Desert boots and sleeveless jumpers – my kinda thing .
(Matinee idol material)
Back upstairs to the man-eatin’ doona.
If anyone would like to sashay down Sunset Boulevard with a desert boot wearing, sleeveless jumpered The Knuckle, please contact him directly. KJ.
July 8th, 2010 at 6:51 am
Hello darling,
Have you been shakin yu legs lately?
Very Strange really because The Ginger Man who I know is a stalwart (not sure of the species) has referred in the past to: Pretonius of Pine Avenue.
– I grew up in Pine Avenue
– 237 in fact.
Best Place on the Planet. More adventures than u could poke the proverbial stick at and more sex than Rin Tin Tin.
More Shepherds than sheep could poke sticks at.
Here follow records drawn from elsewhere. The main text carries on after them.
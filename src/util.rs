use base64::Engine;

/// Strip a `data:<mime>;base64,` prefix if present, returning the raw base64 payload.
pub fn parse_data_uri(input: &str) -> Option<String> {
    let s = input.trim();
    if s.is_empty() {
        return None;
    }
    if let Some(rest) = s.strip_prefix("data:") {
        // data:image/png;base64,....
        let (_, b64) = rest.split_once(',')?;
        return Some(b64.trim().to_string());
    }
    // assume plain base64
    Some(s.to_string())
}

pub fn b64_decode(input: &str) -> Option<Vec<u8>> {
    let b64 = parse_data_uri(input)?;
    let engine = base64::engine::general_purpose::STANDARD;
    engine.decode(b64.as_bytes()).ok()
}

pub fn to_data_uri(mime: &str, bytes: &[u8]) -> String {
    let engine = base64::engine::general_purpose::STANDARD;
    format!("data:{mime};base64,{}", engine.encode(bytes))
}

/// Minimal XML text escaping for SVG text content and attribute values.
pub fn xml_escape(s: &str) -> String {
    let mut out = String::with_capacity(s.len());
    for c in s.chars() {
        match c {
            '&' => out.push_str("&amp;"),
            '<' => out.push_str("&lt;"),
            '>' => out.push_str("&gt;"),
            '"' => out.push_str("&quot;"),
            '\'' => out.push_str("&apos;"),
            _ => out.push(c),
        }
    }
    out
}

#[cfg(test)]
mod tests {
    use super::*;

    #[test]
    fn data_uri_round_trip() {
        let uri = to_data_uri("image/jpeg", b"hello");
        assert!(uri.starts_with("data:image/jpeg;base64,"));
        assert_eq!(b64_decode(&uri).unwrap(), b"hello");
    }

    #[test]
    fn plain_base64_still_decodes() {
        assert_eq!(b64_decode("aGVsbG8=").unwrap(), b"hello");
    }

    #[test]
    fn empty_input_is_none() {
        assert!(b64_decode("  ").is_none());
    }

    #[test]
    fn escapes_markup() {
        assert_eq!(xml_escape("a<b & \"c\""), "a&lt;b &amp; &quot;c&quot;");
    }
}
Petronius (Of Pine Avenue)
(Not) Petronius of Pine Avenue,
Imposters! The scourge of honest bloggers, honest twitterers/twatterers, honest bumbookers everywhere…….
You are NOT from Leeton and you do NOT live at 237 Pine Avenue (which happens to be the Christian Bookshop).
EVERYONE in Leeton knows the real Mr Petronius – he’s a wonderful chap, a real community man.
……Continental cars, gold larme safari suits, host of elaborate prawn cutlet suppers and a good friend/fashion advisor to Mr Nero – of Wamoon.
KJ.
July 8th, 2010 at 7:39 am
Ciaks came out mid 80s.
They were a soft boater style shoe and had wifely approval. Wifely approval being on a par with an imprimateur from the Holy Se.
Dear Stoney Point,
Sound very suss to me.
HOWEVER, at least Ciaks are NOT clogs. A non-Dutch man wearing clogs should be (as Hec would say) locked up. KJ.
July 8th, 2010 at 10:18 am
Yiasou! I am Mr Petronius.
You are…..?
July 9th, 2010 at 1:17 am
Aha, Anna Chapmanski, I am awake to your Russian games.
Do you think as a former Bletchley Park agent I shall be affected by your curves, your sensitive movements, your sidelong glance, the sudden swivel of your hips? Your hair, your skin? Your fragrance?
Under torture, I cry out like the White Rabbit:
Non, non, non. Vraiment, non!
http://www.smh.com.au/world/prisoner-swap-plans-as-11-charged-over-spying-20100708-102ba.html
July 9th, 2010 at 7:52 pm
We haf vays of making you torque, Lord Ginge.
Dear The Dude,
I don’t think we do, I just don’t think we do……KJ.
July 11th, 2010 at 2:13 pm
Hi team,
Win an all expenses paid trip to Leeton courtesy the ABC! We’re looking for a cool title for our comedy series – give us yer vote or idea now.
Dirt change.
Home attractions.
Dirt attractions.
Pigeons and poodles in the Riverina.
Home and deranged.
Bless my irrigation channel.
KJ does the Riverina.
On all platforms.
July 12th, 2010 at 6:36 pm
My proposed title for the comedy series is:
Channelbanking.
Dear Roma Street,
Roger that! cc:The Producer. Thank you. KJ.